Clémentine Margaine confesses that she is a “very special” Carmen and Varduhi Abrahamyan does not hesitate to describe her as her “favorite.” Both agree again in pointing out that the “absence of scenery” (Flores protests: the cabin, the Spanish flags, the Mercedes, Osborne’s bull make up a very powerful image) forces them to delve into the depth of the character to convey his strength. and energy. “The costumes have a very different color and texture than what we are used to in opera, and when we travel around the world they have always valued it a lot, it catches their attention because it does not look like opera, but rather has a cinematic point. You can like a movie from beginning to end, that’s why the singers feel such a great responsibility, because they are constantly in the foreground,” argues Paloma.

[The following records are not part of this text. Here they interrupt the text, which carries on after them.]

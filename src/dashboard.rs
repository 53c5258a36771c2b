use crate::api::{ClientError, FOODS_PATH, HttpClient, food_path};
use crate::food::{Food, FoodDraft};
use crate::form::FoodForm;
use serde::de::IgnoredAny;
use thiserror::Error;

/// Errors surfaced by dashboard operations.
#[derive(Debug, Error)]
pub enum DashboardError {
    #[error(transparent)]
    Api(#[from] ClientError),

    #[error("No food plate selected for editing")]
    NoSelection,
}

impl DashboardError {
    pub fn user_message(&self) -> String {
        match self {
            DashboardError::Api(e) => e.user_message(),
            DashboardError::NoSelection => self.to_string(),
        }
    }
}

/// Which modal is open. The edit target only exists while the edit modal does.
#[derive(Debug, Clone, Default, PartialEq)]
pub enum Modal {
    #[default]
    Closed,
    Add(FoodForm),
    Edit { target: Food, form: FoodForm },
}

impl Modal {
    pub fn form_mut(&mut self) -> Option<&mut FoodForm> {
        match self {
            Modal::Closed => None,
            Modal::Add(form) | Modal::Edit { form, .. } => Some(form),
        }
    }

    pub fn is_open(&self) -> bool {
        !matches!(self, Modal::Closed)
    }
}

/// Owns the local mirror of the `/foods` collection and keeps it in step
/// with the server. Local state only changes after the server accepted a write.
pub struct Dashboard<C> {
    client: C,
    foods: Vec<Food>,
    modal: Modal,
    next_id: u64,
}

impl<C: HttpClient> Dashboard<C> {
    pub fn new(client: C) -> Self {
        Self {
            client,
            foods: Vec::new(),
            modal: Modal::Closed,
            next_id: 1,
        }
    }

    pub fn foods(&self) -> &[Food] {
        &self.foods
    }

    pub fn modal(&self) -> &Modal {
        &self.modal
    }

    pub fn modal_mut(&mut self) -> &mut Modal {
        &mut self.modal
    }

    /// The plate currently targeted by the edit modal.
    pub fn editing(&self) -> Option<&Food> {
        match &self.modal {
            Modal::Edit { target, .. } => Some(target),
            _ => None,
        }
    }

    #[cfg(test)]
    pub fn client(&self) -> &C {
        &self.client
    }

    /// Id proposed for the next created plate. Never reuses an id seen so far,
    /// even after deletions.
    #[cfg(test)]
    pub fn next_id(&self) -> u64 {
        self.next_id
    }

    fn observe_id(&mut self, id: u64) {
        self.next_id = self.next_id.max(id.saturating_add(1));
    }

    /// Replace the local collection with the server's, in server order.
    pub async fn load(&mut self) -> Result<usize, DashboardError> {
        let foods: Vec<Food> = self.client.get(FOODS_PATH).await?;
        if let Some(max) = foods.iter().map(|f| f.id).max() {
            self.observe_id(max);
        }
        self.foods = foods;
        tracing::info!(count = self.foods.len(), next_id = self.next_id, "food plates loaded");
        Ok(self.foods.len())
    }

    /// Create a plate from the draft and append it once the server accepts it.
    pub async fn create(&mut self, draft: FoodDraft) -> Result<Food, DashboardError> {
        let proposed = draft.into_food(self.next_id);
        let response: serde_json::Value = self.client.post(FOODS_PATH, &proposed).await?;

        // The server's copy wins when it sends one back (it may assign its own id)
        let food = match serde_json::from_value::<Food>(response) {
            Ok(stored) => {
                if stored.id != proposed.id {
                    tracing::info!(proposed = proposed.id, assigned = stored.id, "server reassigned plate id");
                }
                stored
            }
            Err(_) => proposed,
        };

        self.observe_id(food.id);
        if self.foods.iter().any(|f| f.id == food.id) {
            // Our mirror is stale; take the server's list instead of holding a duplicate id
            tracing::warn!(id = food.id, "server assigned an id already in the local list, reloading");
            if let Err(e) = self.load().await {
                tracing::warn!(error = %e, "reload after id collision failed");
                self.foods.push(food.clone());
            }
        } else {
            self.foods.push(food.clone());
        }
        if matches!(self.modal, Modal::Add(_)) {
            self.modal = Modal::Closed;
        }
        tracing::info!(id = food.id, name = %food.name, "food plate created");
        Ok(food)
    }

    /// Apply the draft to the plate being edited.
    pub async fn update(&mut self, draft: FoodDraft) -> Result<Food, DashboardError> {
        let target = self.editing().ok_or(DashboardError::NoSelection)?;
        let updated = draft.merge_into(target);

        let _: IgnoredAny = self.client.put(&food_path(updated.id), &updated).await?;

        match self.foods.iter_mut().find(|f| f.id == updated.id) {
            Some(slot) => *slot = updated.clone(),
            None => tracing::warn!(id = updated.id, "updated plate is not in the local list"),
        }
        self.modal = Modal::Closed;
        tracing::info!(id = updated.id, name = %updated.name, "food plate updated");
        Ok(updated)
    }

    /// Delete a plate on the server, then drop it locally.
    pub async fn delete(&mut self, id: u64) -> Result<(), DashboardError> {
        let _: IgnoredAny = self.client.delete(&food_path(id)).await?;
        self.foods.retain(|f| f.id != id);
        tracing::info!(id, "food plate deleted");
        Ok(())
    }

    /// Open or close the add modal. Ignored while editing.
    pub fn toggle_add_modal(&mut self) {
        self.modal = match std::mem::take(&mut self.modal) {
            Modal::Closed => Modal::Add(FoodForm::new()),
            Modal::Add(_) => Modal::Closed,
            edit @ Modal::Edit { .. } => edit,
        };
    }

    /// Close the edit modal (dropping the selection). There is nothing to
    /// open without a selection, see [`Dashboard::select_for_edit`].
    pub fn toggle_edit_modal(&mut self) {
        if matches!(self.modal, Modal::Edit { .. }) {
            self.modal = Modal::Closed;
        }
    }

    /// Target a plate for editing and open the edit modal.
    pub fn select_for_edit(&mut self, food: Food) {
        let form = FoodForm::from_food(&food);
        self.modal = Modal::Edit { target: food, form };
    }
}
use crate::api::HttpClient;
use crate::dashboard::{Dashboard, DashboardError, Modal};
use crate::food::{Food, FoodDraft};
use crate::form::FormOutcome;
use crossterm::event::KeyEvent;

/// Message shown in the status bar.
#[derive(Debug, Clone, PartialEq, Eq)]
pub enum Status {
    Info(String),
    Error(String),
}

impl Status {
    pub fn text(&self) -> &str {
        match self {
            Status::Info(text) | Status::Error(text) => text,
        }
    }

    pub fn is_error(&self) -> bool {
        matches!(self, Status::Error(_))
    }
}

/// Main application state.
pub struct App<C> {
    pub dashboard: Dashboard<C>,
    pub should_quit: bool,
    pub show_help: bool,

    // List view state
    pub list_selected: usize,

    pub status: Status,
}

impl<C: HttpClient> App<C> {
    pub fn new(dashboard: Dashboard<C>) -> Self {
        Self {
            dashboard,
            should_quit: false,
            show_help: false,
            list_selected: 0,
            status: Status::Info("Loading menu...".to_string()),
        }
    }

    /// Initial data load. A failure is shown, not fatal.
    pub async fn init(&mut self) {
        self.reload().await;
    }

    pub async fn reload(&mut self) {
        match self.dashboard.load().await {
            Ok(count) => {
                self.clamp_selection();
                self.status = Status::Info(format!("{} plates loaded", count));
            }
            Err(e) => self.report("load menu", &e),
        }
    }

    fn report(&mut self, action: &str, error: &DashboardError) {
        tracing::error!(action, error = %error, "operation failed");
        self.status = Status::Error(format!("Could not {}: {}", action, error.user_message()));
    }

    fn clamp_selection(&mut self) {
        let len = self.dashboard.foods().len();
        self.list_selected = self.list_selected.min(len.saturating_sub(1));
    }

    pub fn selected_food(&self) -> Option<&Food> {
        self.dashboard.foods().get(self.list_selected)
    }

    /// Move selection down in the list.
    pub fn list_next(&mut self) {
        if self.list_selected + 1 < self.dashboard.foods().len() {
            self.list_selected += 1;
        }
    }

    /// Move selection up in the list.
    pub fn list_prev(&mut self) {
        self.list_selected = self.list_selected.saturating_sub(1);
    }

    pub fn list_first(&mut self) {
        self.list_selected = 0;
    }

    pub fn list_last(&mut self) {
        self.list_selected = self.dashboard.foods().len().saturating_sub(1);
    }

    /// Header trigger: open (or close) the new plate modal.
    pub fn open_add(&mut self) {
        self.dashboard.toggle_add_modal();
    }

    pub fn edit_selected(&mut self) {
        if let Some(food) = self.selected_food().cloned() {
            self.dashboard.select_for_edit(food);
        }
    }

    pub async fn delete_selected(&mut self) {
        let Some(food) = self.selected_food().cloned() else {
            return;
        };
        match self.dashboard.delete(food.id).await {
            Ok(()) => {
                self.clamp_selection();
                self.status = Status::Info(format!("Deleted '{}'", food.name));
            }
            Err(e) => self.report(&format!("delete '{}'", food.name), &e),
        }
    }

    /// Route a key to the open modal's form and act on the outcome.
    pub async fn handle_modal_key(&mut self, key: KeyEvent) {
        let outcome = match self.dashboard.modal_mut().form_mut() {
            Some(form) => form.handle_key(key),
            None => return,
        };
        match outcome {
            Some(FormOutcome::Submit(draft)) => self.submit(draft).await,
            Some(FormOutcome::Cancel) => {
                if matches!(self.dashboard.modal(), Modal::Add(_)) {
                    self.dashboard.toggle_add_modal();
                } else {
                    self.dashboard.toggle_edit_modal();
                }
            }
            None => {}
        }
    }

    /// Save the draft through whichever modal is open. On failure the modal
    /// stays open with the user's input and the error.
    pub async fn submit(&mut self, draft: FoodDraft) {
        let adding = match self.dashboard.modal() {
            Modal::Add(_) => true,
            Modal::Edit { .. } => false,
            Modal::Closed => return,
        };

        let result = if adding {
            self.dashboard.create(draft).await.map(|food| {
                self.list_selected = self.dashboard.foods().len().saturating_sub(1);
                format!("Added '{}'", food.name)
            })
        } else {
            self.dashboard
                .update(draft)
                .await
                .map(|food| format!("Updated '{}'", food.name))
        };

        match result {
            Ok(message) => self.status = Status::Info(message),
            Err(e) => {
                if let Some(form) = self.dashboard.modal_mut().form_mut() {
                    form.set_error(e.user_message());
                }
                self.report(if adding { "add plate" } else { "save plate" }, &e);
            }
        }
    }
}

The production by Calixto Bieito has the musical direction of Josep Pons, for whom Bizet’s opera “is a wise combination between a story starring townspeople, factory workers who take out the knife when it suits them, and enormously delicate and refined.” It arrives in Barcelona in its full version and without the commotion that surrounded its premiere at the Teatro Real in Madrid in 2017 due to some scenes in which the Spanish flag appeared: a prostitute sunbathing with a red and yellow towel or a group of legionnaires hoisting the banner on a mast with a girl hanging. “It was also said that a legionnaire wiped his butt with it,” but that has never happened in any representation, assures Astigarraga. There is no outrage to the flag, but Bieito agreed to delete the scenes to avoid misunderstandings.
The performances at the Liceu will be dedicated to Luis López Lamadrid (San Sebastián, 1936 – Menorca, 2023), who, as director of the Peralada Festival, was involved from the beginning in this Carmen that has become the most viewed of the history of Bizet’s opera.